◆ Recorded information ◆
--------------------

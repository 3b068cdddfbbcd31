//! Enum types shared across crates

use serde::{Deserialize, Serialize};
use std::fmt;
use std::str::FromStr;

// ============================================================================
// ROLE
// ============================================================================

/// Caller role. Each role maps to a profile with a token budget and
/// content priorities.
#[derive(Debug, Clone, Copy, PartialEq, Eq, Hash, PartialOrd, Ord, Serialize, Deserialize)]
pub enum Role {
    Analyst,
    DataScientist,
    Production,
}

impl Role {
    /// All roles, in declaration order.
    pub const ALL: [Role; 3] = [Role::Analyst, Role::DataScientist, Role::Production];

    /// Stable string form, used in cache keys and logs.
    pub fn as_str(&self) -> &'static str {
        match self {
            Role::Analyst => "analyst",
            Role::DataScientist => "data_scientist",
            Role::Production => "production",
        }
    }
}

impl fmt::Display for Role {
    fn fmt(&self, f: &mut fmt::Formatter<'_>) -> fmt::Result {
        f.write_str(self.as_str())
    }
}

impl FromStr for Role {
    type Err = RoleParseError;

    fn from_str(s: &str) -> Result<Self, Self::Err> {
        match s.to_lowercase().replace('-', "_").as_str() {
            "analyst" => Ok(Role::Analyst),
            "data_scientist" | "datascientist" => Ok(Role::DataScientist),
            "production" => Ok(Role::Production),
            _ => Err(RoleParseError(s.to_string())),
        }
    }
}

/// Error when parsing an invalid role string.
#[derive(Debug, Clone, PartialEq, Eq)]
pub struct RoleParseError(pub String);

impl fmt::Display for RoleParseError {
    fn fmt(&self, f: &mut fmt::Formatter<'_>) -> fmt::Result {
        write!(f, "Invalid role: {}", self.0)
    }
}

impl std::error::Error for RoleParseError {}

// ============================================================================
// RESPONSE STYLE
// ============================================================================

/// How a role prefers responses to be shaped.
#[derive(Debug, Clone, Copy, PartialEq, Eq, Hash, Serialize, Deserialize)]
pub enum ResponseStyle {
    /// Short, summary-first answers
    Concise,
    /// Full detail including methodology
    Detailed,
    /// Machine-consumable output
    Structured,
}

// ============================================================================
// CACHE TIER
// ============================================================================

/// Storage level of a cache entry.
#[derive(Debug, Clone, Copy, PartialEq, Eq, Hash, Serialize, Deserialize)]
pub enum Tier {
    /// Uncompressed, fastest
    Hot,
    /// Stored compressed, decompressed on read
    Compressed,
    /// Filled speculatively by the preloader
    Predictive,
}

impl Tier {
    /// Lookup order for `get`.
    pub const LOOKUP_ORDER: [Tier; 3] = [Tier::Hot, Tier::Compressed, Tier::Predictive];

    /// Dense index for per-tier arrays.
    pub fn index(&self) -> usize {
        match self {
            Tier::Hot => 0,
            Tier::Compressed => 1,
            Tier::Predictive => 2,
        }
    }

    pub fn as_str(&self) -> &'static str {
        match self {
            Tier::Hot => "hot",
            Tier::Compressed => "compressed",
            Tier::Predictive => "predictive",
        }
    }
}

impl fmt::Display for Tier {
    fn fmt(&self, f: &mut fmt::Formatter<'_>) -> fmt::Result {
        f.write_str(self.as_str())
    }
}

// ============================================================================
// CIRCUIT STATE
// ============================================================================

/// Circuit breaker state.
#[derive(Debug, Clone, Copy, PartialEq, Eq, Hash, Serialize, Deserialize)]
pub enum CircuitState {
    /// Circuit is closed, requests flow normally
    Closed = 0,
    /// Circuit is open, requests are rejected
    Open = 1,
    /// Circuit is half-open, one trial request is allowed
    HalfOpen = 2,
}

impl From<u8> for CircuitState {
    fn from(v: u8) -> Self {
        match v {
            0 => CircuitState::Closed,
            1 => CircuitState::Open,
            _ => CircuitState::HalfOpen,
        }
    }
}

impl fmt::Display for CircuitState {
    fn fmt(&self, f: &mut fmt::Formatter<'_>) -> fmt::Result {
        let s = match self {
            Self::Closed => "Closed",
            Self::Open => "Open",
            Self::HalfOpen => "HalfOpen",
        };
        f.write_str(s)
    }
}

#[cfg(test)]
mod tests {
    use super::*;

    #[test]
    fn test_role_roundtrip_from_str() {
        for role in Role::ALL {
            assert_eq!(role.as_str().parse::<Role>(), Ok(role));
        }
        assert_eq!("DataScientist".parse::<Role>(), Ok(Role::DataScientist));
        assert!("janitor".parse::<Role>().is_err());
    }

    #[test]
    fn test_tier_indices_are_dense() {
        let indices: Vec<usize> = Tier::LOOKUP_ORDER.iter().map(|t| t.index()).collect();
        assert_eq!(indices, vec![0, 1, 2]);
    }

    #[test]
    fn test_circuit_state_from_u8() {
        assert_eq!(CircuitState::from(0), CircuitState::Closed);
        assert_eq!(CircuitState::from(1), CircuitState::Open);
        assert_eq!(CircuitState::from(2), CircuitState::HalfOpen);
        assert_eq!(CircuitState::from(9), CircuitState::HalfOpen);
    }
}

--------------------

◆ Directions ◆
To answer, report how many lines of the listing contain the word "FromStr", as a number with nothing else.

◆ Answer to the exercise ◆
2